=== PROBLEM STATEMENT ===
Set down exactly the lines of the records from the top to the line containing "pub struct RecordFlags: u32"; include both.

───── RECORDS SHOWN ─────

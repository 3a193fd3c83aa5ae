//! Change-notification sources.
//!
//! Notification services of this kind are non-recursive: every directory
//! gets its own subscription, identified by an opaque handle. Records come
//! back in batches, each naming the handle it was raised on, the child
//! entry (if any) and a set of [`RecordFlags`].

use std::collections::{HashMap, HashSet, VecDeque};
use std::ffi::OsString;
use std::fmt::Debug;
use std::hash::Hash;
use std::io;
use std::path::{Path, PathBuf};

use bitflags::bitflags;

bitflags! {
    /// What a raw notification record reports.
    #[derive(Debug, Clone, Copy, PartialEq, Eq, Hash)]
    pub struct RecordFlags: u32 {
        const CREATE = 1 << 0;
        const MODIFY = 1 << 1;
        const DELETE = 1 << 2;
        const MOVED_FROM = 1 << 3;
        const MOVED_TO = 1 << 4;
        /// The watched directory itself was removed
        const DELETE_SELF = 1 << 5;
        /// Subject of the record is a directory
        const IS_DIR = 1 << 6;
        const OPEN = 1 << 7;
        /// The service dropped the subscription
        const IGNORED = 1 << 8;
        /// The queue overflowed and records were lost
        const OVERFLOW = 1 << 9;
    }
}

/// One undecoded notification.
#[derive(Debug, Clone, PartialEq, Eq)]
pub struct RawRecord<H> {
    pub handle: H,
    pub name: Option<OsString>,
    pub flags: RecordFlags,
}

impl<H> RawRecord<H> {
    pub fn new(handle: H, name: Option<&str>, flags: RecordFlags) -> Self {
        Self {
            handle,
            name: name.map(OsString::from),
            flags,
        }
    }
}

/// A per-directory change-notification service.
pub trait ChangeSource {
    type Handle: Clone + Eq + Hash + Debug;

    /// Subscribe to create/modify/delete/move/self-delete for one directory.
    fn subscribe(&mut self, path: &Path) -> io::Result<Self::Handle>;

    fn unsubscribe(&mut self, handle: Self::Handle) -> io::Result<()>;

    /// Block until at least one record is available.
    ///
    /// An interrupted wait is reported as `io::ErrorKind::Interrupted`.
    fn read_records(&mut self) -> io::Result<Vec<RawRecord<Self::Handle>>>;
}

#[cfg(target_os = "linux")]
pub use self::inotify_source::InotifySource;

#[cfg(target_os = "linux")]
mod inotify_source {
    use super::*;
    use inotify::{EventMask, Inotify, WatchDescriptor, WatchMask};

    /// Room for 1024 records with short names
    const EVENT_BUF_LEN: usize = 1024 * (16 + 16);

    /// `ChangeSource` over a Linux inotify instance.
    pub struct InotifySource {
        inotify: Inotify,
        buffer: Vec<u8>,
    }

    impl InotifySource {
        pub fn new() -> io::Result<Self> {
            Ok(Self {
                inotify: Inotify::init()?,
                buffer: vec![0u8; EVENT_BUF_LEN],
            })
        }

        fn watch_mask() -> WatchMask {
            WatchMask::CREATE
                | WatchMask::MODIFY
                | WatchMask::DELETE
                | WatchMask::MOVED_FROM
                | WatchMask::MOVED_TO
                | WatchMask::DELETE_SELF
        }
    }

    fn flags_from_mask(mask: EventMask) -> RecordFlags {
        const MAP: [(EventMask, RecordFlags); 10] = [
            (EventMask::CREATE, RecordFlags::CREATE),
            (EventMask::MODIFY, RecordFlags::MODIFY),
            (EventMask::DELETE, RecordFlags::DELETE),
            (EventMask::MOVED_FROM, RecordFlags::MOVED_FROM),
            (EventMask::MOVED_TO, RecordFlags::MOVED_TO),
            (EventMask::DELETE_SELF, RecordFlags::DELETE_SELF),
            (EventMask::ISDIR, RecordFlags::IS_DIR),
            (EventMask::OPEN, RecordFlags::OPEN),
            (EventMask::IGNORED, RecordFlags::IGNORED),
            (EventMask::Q_OVERFLOW, RecordFlags::OVERFLOW),
        ];

        MAP.iter()
            .filter(|(m, _)| mask.contains(*m))
            .fold(RecordFlags::empty(), |acc, (_, f)| acc | *f)
    }

    impl ChangeSource for InotifySource {
        type Handle = WatchDescriptor;

        fn subscribe(&mut self, path: &Path) -> io::Result<WatchDescriptor> {
            self.inotify.watches().add(path, Self::watch_mask())
        }

        fn unsubscribe(&mut self, handle: WatchDescriptor) -> io::Result<()> {
            self.inotify.watches().remove(handle)
        }

        fn read_records(&mut self) -> io::Result<Vec<RawRecord<WatchDescriptor>>> {
            let events = self.inotify.read_events_blocking(&mut self.buffer)?;
            Ok(events
                .map(|event| RawRecord {
                    handle: event.wd,
                    name: event.name.map(|n| n.to_os_string()),
                    flags: flags_from_mask(event.mask),
                })
                .collect())
        }
    }

    #[cfg(test)]
    mod tests {
        use super::*;

        #[test]
        fn test_mask_translation() {
            let flags = flags_from_mask(EventMask::CREATE | EventMask::ISDIR);
            assert_eq!(flags, RecordFlags::CREATE | RecordFlags::IS_DIR);
            assert_eq!(
                flags_from_mask(EventMask::Q_OVERFLOW),
                RecordFlags::OVERFLOW
            );
        }
    }
}

/// In-memory source replaying pre-recorded batches.
///
/// Handles are plain integers handed out in subscription order. Like an
/// inotify descriptor, a handle identifies the directory itself: paths that
/// resolve to the same directory (through symlinks) share one handle. When
/// the script runs dry `read_records` fails with `BrokenPipe`, which ends a
/// dispatcher loop the same way a dead notification channel would.
#[derive(Debug, Default)]
pub struct ScriptedSource {
    next_handle: u32,
    subscriptions: HashMap<u32, PathBuf>,
    batches: VecDeque<io::Result<Vec<RawRecord<u32>>>>,
    refused: HashSet<PathBuf>,
}

impl ScriptedSource {
    pub fn new() -> Self {
        Self::default()
    }

    pub fn push_batch(&mut self, records: Vec<RawRecord<u32>>) {
        self.batches.push_back(Ok(records));
    }

    pub fn push_error(&mut self, kind: io::ErrorKind) {
        self.batches.push_back(Err(io::Error::from(kind)));
    }

    /// Make subscriptions to `path` fail
    pub fn refuse(&mut self, path: impl Into<PathBuf>) {
        self.refused.insert(path.into());
    }

    /// Live handle for `path`, if subscribed
    pub fn handle_for(&self, path: &Path) -> Option<u32> {
        let target = resolved(path);
        self.subscriptions
            .iter()
            .find(|(_, p)| **p == target)
            .map(|(h, _)| *h)
    }

    pub fn subscription_count(&self) -> usize {
        self.subscriptions.len()
    }
}

fn resolved(path: &Path) -> PathBuf {
    std::fs::canonicalize(path).unwrap_or_else(|_| path.to_path_buf())
}

impl ChangeSource for ScriptedSource {
    type Handle = u32;

    fn subscribe(&mut self, path: &Path) -> io::Result<u32> {
        if self.refused.contains(path) {
            return Err(io::Error::new(
                io::ErrorKind::PermissionDenied,
                format!("subscription refused: {}", path.display()),
            ));
        }
        // Same directory, same handle
        if let Some(handle) = self.handle_for(path) {
            return Ok(handle);
        }
        self.next_handle += 1;
        self.subscriptions.insert(self.next_handle, resolved(path));
        Ok(self.next_handle)
    }

    fn unsubscribe(&mut self, handle: u32) -> io::Result<()> {
        self.subscriptions
            .remove(&handle)
            .map(|_| ())
            .ok_or_else(|| io::Error::from(io::ErrorKind::InvalidInput))
    }

    fn read_records(&mut self) -> io::Result<Vec<RawRecord<u32>>> {
        self.batches
            .pop_front()
            .unwrap_or_else(|| Err(io::Error::from(io::ErrorKind::BrokenPipe)))
    }
}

─────

=== YOUR SOLUTION ===
repository 3a193fd3c83aa5ae
//! Change-notification sources.
//!
//! Notification services of this kind are non-recursive: every directory
//! gets its own subscription, identified by an opaque handle. Records come
//! back in batches, each naming the handle it was raised on, the child
//! entry (if any) and a set of [`RecordFlags`].

use std::collections::{HashMap, HashSet, VecDeque};
use std::ffi::OsString;
use std::fmt::Debug;
use std::hash::Hash;
use std::io;
use std::path::{Path, PathBuf};

use bitflags::bitflags;

bitflags! {
    /// What a raw notification record reports.
    #[derive(Debug, Clone, Copy, PartialEq, Eq, Hash)]
    pub struct RecordFlags: u32 {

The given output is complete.